運輸安全委員会は、平成20(2008)年10月に当時の航空・鉄道事故調査委員会と海難審判庁の原因究明機能を統合し、国家行政組織法第3条に基づく行政機関、いわゆる3条委員会として発足し、15年目を迎えました。新たな組織として、調査対象が航空・鉄道・船舶の3つのモードになっただけでなく、原因関係者にも勧告できる制度の新設や事務局職員の任免及び規則の制定を独立して行うことが可能となるなど権限が強化されるとともに、事故の被害者に対する情報提供が新たに明文化されました。事故調査の結果等に基づき、発足からこれまでに発出された勧告・意見・安全勧告は121件に上り、これらの提言に基づく関係者や関係機関等の適切な対策や努力によって、事故を未然に防止するための取組が行われてきたものと考えています。
さて、当委員会が扱う事故や重大インシデントには社会的な関心の高い事案が少なくありません。昨年は、3月に宮城県内の東北新幹線において列車が脱線する事故が発生しており、また4月には、北海道知床半島西側の沖で旅客船KAZUⅠが沈没し、多くの方が亡くなられ、あるいは行方不明となる痛ましい事故が発生しています。これらの事故については、早期の報告書公表に向けて調査を続けています。また近年では、令和2年9月に福島県猪苗代湖で発生したプレジャーボートによる死傷事故や同年12月に那覇空港の北方海上でB777-200型機の発動機が破損した航空重大インシデント、令和3年2月に高知県足摺岬沖で発生した外国の貨物船と日本の潜水艦の衝突事故があり、これらについては昨年調査報告書を公表し、必要に応じて事故防止のための提言を行っています。また一方では、航空モードにおける超軽量動力機や滑空機など、個人が運航する小型機の事故や、機体動揺による旅客や客室乗務員の負傷事故、鉄道モードにおける遮断機のない第3種、第4種踏切道での死亡事故、船舶モードにおけるプレジャーボートや遊漁船等のマリンレジャーに関する事故など、事故調査報告書の内容をより広く一般の方に知っていただきたい場合があります。当委員会では、こうした事故等の原因や事故防止のポイントを広くお伝えするため、調査結果の統計、データ分析から事故等の傾向や共通要因などを取りまとめた安全啓発資料「運輸安全委員会ダイジェスト」を発行するなど、周知啓発活動にも注力しています。
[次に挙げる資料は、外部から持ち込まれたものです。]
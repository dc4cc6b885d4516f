//! Window management using winit.

use std::sync::Arc;

use raw_window_handle::{
    DisplayHandle, HandleError, HasDisplayHandle, HasWindowHandle, WindowHandle,
};
use winit::dpi::PhysicalSize;
use winit::event_loop::ActiveEventLoop;
use winit::window::{Window as WinitWindow, WindowAttributes};

use vkpipe_core::config::PresentationConfig;
use vkpipe_core::{Error, Result};

/// A winit window plus the drawable size the renderer last saw.
///
/// Implements the raw-window-handle traits so a Vulkan surface can be
/// created straight from it.
pub struct Window {
    window: Arc<WinitWindow>,
    width: u32,
    height: u32,
}

impl Window {
    /// Open a resizable window sized and titled from `config`.
    pub fn new(event_loop: &ActiveEventLoop, config: &PresentationConfig) -> Result<Self> {
        let attrs = WindowAttributes::default()
            .with_title(config.title.as_str())
            .with_inner_size(PhysicalSize::new(config.width, config.height))
            .with_resizable(true);

        let window = event_loop
            .create_window(attrs)
            .map_err(|e| Error::Window(e.to_string()))?;

        // The platform may not honour the requested size
        let size = window.inner_size();
        tracing::info!("Window created: {}x{}", size.width, size.height);

        Ok(Self {
            window: Arc::new(window),
            width: size.width,
            height: size.height,
        })
    }

    pub fn inner(&self) -> &WinitWindow {
        &self.window
    }

    pub fn width(&self) -> u32 {
        self.width
    }

    pub fn height(&self) -> u32 {
        self.height
    }

    /// Drawable size as `(width, height)`.
    pub fn size(&self) -> (u32, u32) {
        (self.width, self.height)
    }

    /// Record a new drawable size from a resize event.
    pub fn resize(&mut self, width: u32, height: u32) {
        self.width = width;
        self.height = height;
        tracing::debug!("Window resized: {}x{}", width, height);
    }

    /// Minimized windows report a zero-area drawable.
    pub fn is_minimized(&self) -> bool {
        self.width == 0 || self.height == 0
    }

    pub fn request_redraw(&self) {
        self.window.request_redraw();
    }
}

impl HasDisplayHandle for Window {
    fn display_handle(&self) -> std::result::Result<DisplayHandle<'_>, HandleError> {
        self.window.display_handle()
    }
}

impl HasWindowHandle for Window {
    fn window_handle(&self) -> std::result::Result<WindowHandle<'_>, HandleError> {
        self.window.window_handle()
    }
}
事故等調査においては、事故等当事者の口述や目撃情報などの収集・分析は非常に重要であり、原因の究明に必要な情報の大きな部分を占めています。一方で、科学的調査の一層の充実の観点から、定量的解析の積極的な活用も進めています。特に船舶モードでは、近年、関係船舶のAIS(自動船舶識別装置)の記録に基づく定量的な衝突リスク解析・評価手法を用いた原因の究明を行っています。また、3次元形状デジタル測定装置や精密走査型電子顕微鏡、X線CT画像撮影装置などを導入して、客観的データ取得の促進とデジタル解析技術の充実を図るとともに、モード横断的に従事する「事故調査解析室」を設置し、定量的な解析が可能な体制を整え、委員会における調査技術の向上を図っております。
また、事故被害者への適時適切な情報提供や、分かりやすい事故等調査報告書の作成、委員長会見をはじめとする情報発信による再発防止策、被害軽減策の浸透などを一層適確に行うため、行政系、技術系の職員を積極的かつ継続的に採用し育成するなど、体制の強化にも努めています。
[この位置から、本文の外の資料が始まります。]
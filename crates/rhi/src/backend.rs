//! Device backend abstraction.
//!
//! The frame pipeline only needs a handful of device capabilities: completion
//! signals the host can wait on, ordering signals the device uses to sequence
//! its own work, recording contexts, binding-table pools, and a presentation
//! chain. [`GpuBackend`] and [`PresentBackend`] name exactly those, so the
//! pipeline runs unchanged on [`crate::vulkan::VulkanBackend`] and on the
//! software timeline of [`crate::null::NullDevice`].
//!
//! Every backend object releases its device storage when dropped.
//!
//! # Example
//!
//! ```
//! use std::time::Duration;
//! use vkpipe_rhi::backend::{GpuBackend, SubmitSync};
//! use vkpipe_rhi::null::NullDevice;
//!
//! # fn main() -> vkpipe_rhi::RhiResult<()> {
//! let device = NullDevice::new();
//! let fence = device.create_fence(false)?;
//! let mut commands = device.create_command_context()?;
//!
//! device.begin_commands(&mut commands)?;
//! device.end_commands(&mut commands)?;
//! device.submit(&commands, SubmitSync::none(), &fence)?;
//! device.wait_for_fence(&fence, Duration::from_secs(1))?;
//! # Ok(())
//! # }
//! ```

use std::fmt::Debug;
use std::time::Duration;

use ash::vk;

use crate::error::RhiResult;

/// Weight of one descriptor category in a binding-table pool.
///
/// A pool created for `max_tables` tables holds
/// `max(1, floor(ratio * max_tables))` descriptors of type `ty`.
#[derive(Clone, Copy, Debug, PartialEq)]
pub struct PoolSizeRatio {
    pub ty: vk::DescriptorType,
    pub ratio: f32,
}

impl PoolSizeRatio {
    #[inline]
    pub const fn new(ty: vk::DescriptorType, ratio: f32) -> Self {
        Self { ty, ratio }
    }

    /// Descriptor count this ratio contributes to a pool of `max_tables`.
    #[inline]
    pub fn descriptor_count(&self, max_tables: u32) -> u32 {
        ((self.ratio * max_tables as f32) as u32).max(1)
    }
}

/// Ordering signals attached to one submission.
#[derive(Debug)]
pub struct SubmitSync<'a, S> {
    /// Signal the device waits on, and the first stage that must wait for it.
    pub wait: Option<(&'a S, vk::PipelineStageFlags)>,
    /// Signal the device raises when the submitted work finishes.
    pub signal: Option<&'a S>,
}

impl<S> SubmitSync<'_, S> {
    /// No ordering signals; only the completion signal is raised.
    #[inline]
    pub fn none() -> Self {
        Self {
            wait: None,
            signal: None,
        }
    }
}

// Manual impls: derives would require S: Clone
impl<S> Clone for SubmitSync<'_, S> {
    fn clone(&self) -> Self {
        *self
    }
}

impl<S> Copy for SubmitSync<'_, S> {}

/// Result of asking the presentation chain for an image.
#[derive(Clone, Copy, Debug, PartialEq, Eq)]
pub enum ImageAcquire {
    /// Image `index` will be ready once the signal passed to the acquire fires.
    /// `suboptimal` images can still be rendered and presented, but the chain
    /// should be rebuilt afterwards.
    Ready { index: u32, suboptimal: bool },
    /// The chain no longer matches the surface; nothing was signalled.
    Stale,
}

/// Result of presenting an image.
#[derive(Clone, Copy, Debug, PartialEq, Eq)]
pub enum PresentStatus {
    Presented,
    /// The image was consumed but the chain must be rebuilt.
    Stale,
}

/// Device capabilities the frame pipeline is built on.
pub trait GpuBackend: Send + Sync + 'static {
    /// Host-observable completion signal.
    type Fence: Send;
    /// Device-side ordering signal, never waited on by the host.
    type Semaphore: Send;
    /// Single-use command recording context.
    type CommandContext: Send;
    /// Fixed-capacity binding-table pool.
    type BindingPool: Send;
    /// Shape of a binding table.
    type BindingLayout;
    /// Handle to an allocated binding table, valid until its pool is reset.
    type BindingTable: Copy + Debug;
    /// Device timestamp queries, used in pairs to time a span of work.
    type TimestampPool: Send;

    fn create_fence(&self, signaled: bool) -> RhiResult<Self::Fence>;

    /// Block until `fence` is signalled.
    ///
    /// # Errors
    ///
    /// Returns [`crate::RhiError::Timeout`] when `timeout` expires first. Callers
    /// treat this as device loss.
    fn wait_for_fence(&self, fence: &Self::Fence, timeout: Duration) -> RhiResult<()>;

    fn reset_fence(&self, fence: &Self::Fence) -> RhiResult<()>;

    fn create_semaphore(&self) -> RhiResult<Self::Semaphore>;

    fn create_command_context(&self) -> RhiResult<Self::CommandContext>;

    /// Discard previous contents and open the context for one-time recording.
    fn begin_commands(&self, commands: &mut Self::CommandContext) -> RhiResult<()>;

    fn end_commands(&self, commands: &mut Self::CommandContext) -> RhiResult<()>;

    /// Queue recorded work. Never blocks on device progress; `fence` is raised
    /// once everything in `commands` has executed.
    fn submit(
        &self,
        commands: &Self::CommandContext,
        sync: SubmitSync<'_, Self::Semaphore>,
        fence: &Self::Fence,
    ) -> RhiResult<()>;

    fn create_binding_pool(
        &self,
        max_tables: u32,
        ratios: &[PoolSizeRatio],
    ) -> RhiResult<Self::BindingPool>;

    /// Allocate one table from `pool`.
    ///
    /// # Errors
    ///
    /// Exhaustion is reported as [`crate::RhiError::PoolExhausted`] or
    /// [`crate::RhiError::PoolFragmented`].
    fn allocate_binding_table(
        &self,
        pool: &mut Self::BindingPool,
        layout: &Self::BindingLayout,
    ) -> RhiResult<Self::BindingTable>;

    /// Return every table of `pool` to it at once.
    fn reset_binding_pool(&self, pool: &mut Self::BindingPool) -> RhiResult<()>;

    /// Create `count` timestamp queries, or `None` when the queue cannot
    /// write timestamps.
    fn create_timestamp_pool(&self, count: u32) -> RhiResult<Option<Self::TimestampPool>>;

    /// Record a reset of queries `first` and `first + 1`, then a start stamp
    /// into `first` ahead of every later command.
    fn begin_timestamps(
        &self,
        commands: &mut Self::CommandContext,
        pool: &Self::TimestampPool,
        first: u32,
    ) -> RhiResult<()>;

    /// Record an end stamp into `first + 1` once every earlier command is done.
    fn end_timestamps(
        &self,
        commands: &mut Self::CommandContext,
        pool: &Self::TimestampPool,
        first: u32,
    ) -> RhiResult<()>;

    /// Device time between the stamps at `first` and `first + 1`.
    ///
    /// Only meaningful after the submission that wrote them has completed;
    /// `None` when no result is available.
    fn read_timestamps(&self, pool: &Self::TimestampPool, first: u32)
    -> RhiResult<Option<Duration>>;

    /// Block until the device has finished all submitted work.
    fn wait_idle(&self) -> RhiResult<()>;
}

/// A backend that can also drive a presentation surface.
pub trait PresentBackend: GpuBackend {
    type Swapchain: Send;

    /// Build a chain of presentable images sized to `extent`.
    fn create_swapchain(&self, extent: vk::Extent2D, image_count: u32)
    -> RhiResult<Self::Swapchain>;

    fn swapchain_extent(&self, chain: &Self::Swapchain) -> vk::Extent2D;

    fn swapchain_image_count(&self, chain: &Self::Swapchain) -> u32;

    /// Request the next image, arranging for `signal` to fire once it is safe
    /// to render into.
    fn acquire_image(
        &self,
        chain: &Self::Swapchain,
        signal: &Self::Semaphore,
        timeout: Duration,
    ) -> RhiResult<ImageAcquire>;

    /// Queue image `index` for display once `wait` fires.
    fn present(
        &self,
        chain: &Self::Swapchain,
        index: u32,
        wait: &Self::Semaphore,
    ) -> RhiResult<PresentStatus>;
}

#[cfg(test)]
mod tests {
    use super::*;

    #[test]
    fn test_pool_size_ratio_descriptor_count() {
        let ratio = PoolSizeRatio::new(vk::DescriptorType::STORAGE_IMAGE, 3.0);
        assert_eq!(ratio.descriptor_count(1000), 3000);
        assert_eq!(ratio.descriptor_count(10), 30);

        let sparse = PoolSizeRatio::new(vk::DescriptorType::SAMPLER, 0.25);
        assert_eq!(sparse.descriptor_count(10), 2);
        assert_eq!(sparse.descriptor_count(1), 1);
    }

    #[test]
    fn test_submit_sync_none() {
        let sync = SubmitSync::<u64>::none();
        assert!(sync.wait.is_none());
        assert!(sync.signal.is_none());
    }
}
さらに、当委員会は、昨年12月から無人航空機の事故及び重大インシデントについても調査対象としました。無人航空機の事故等においては、操縦ミス、整備不良、機体や装置の欠陥、気象条件等の要因が考えられますが、実際にはそれらの要因が複雑に絡み合い、直ちに事故原因を特定することが困難な事態が想定されます。また、万が一、死亡事故等が発生した場合には、その再発防止と被害軽減に向けた適確な調査、提言に対する社会的要請は大きいものと考えています。無人航空機に精通した事故調査官の人材の確保・育成に努めるとともに、無人航空機の特性を踏まえた適確な調査を実施し、この新たな調査対象についても、科学的かつ客観的な原因究明と再発防止に努めてまいります。
運輸安全委員会としましては、今後も一つ一つの事案について事実情報を着実かつ地道に積み重ねつつ、より科学的かつ客観的な分析を行い、早期に報告書を取りまとめて必要な提言を行うことにより、事故等の防止、被害の軽減に寄与するとともに、安全上必要な情報を適確に提供するなどして、日本の運輸安全文化の醸成に積極的に貢献していく所存です。
皆様のご理解とご協力を賜りますようお願い申し上げます。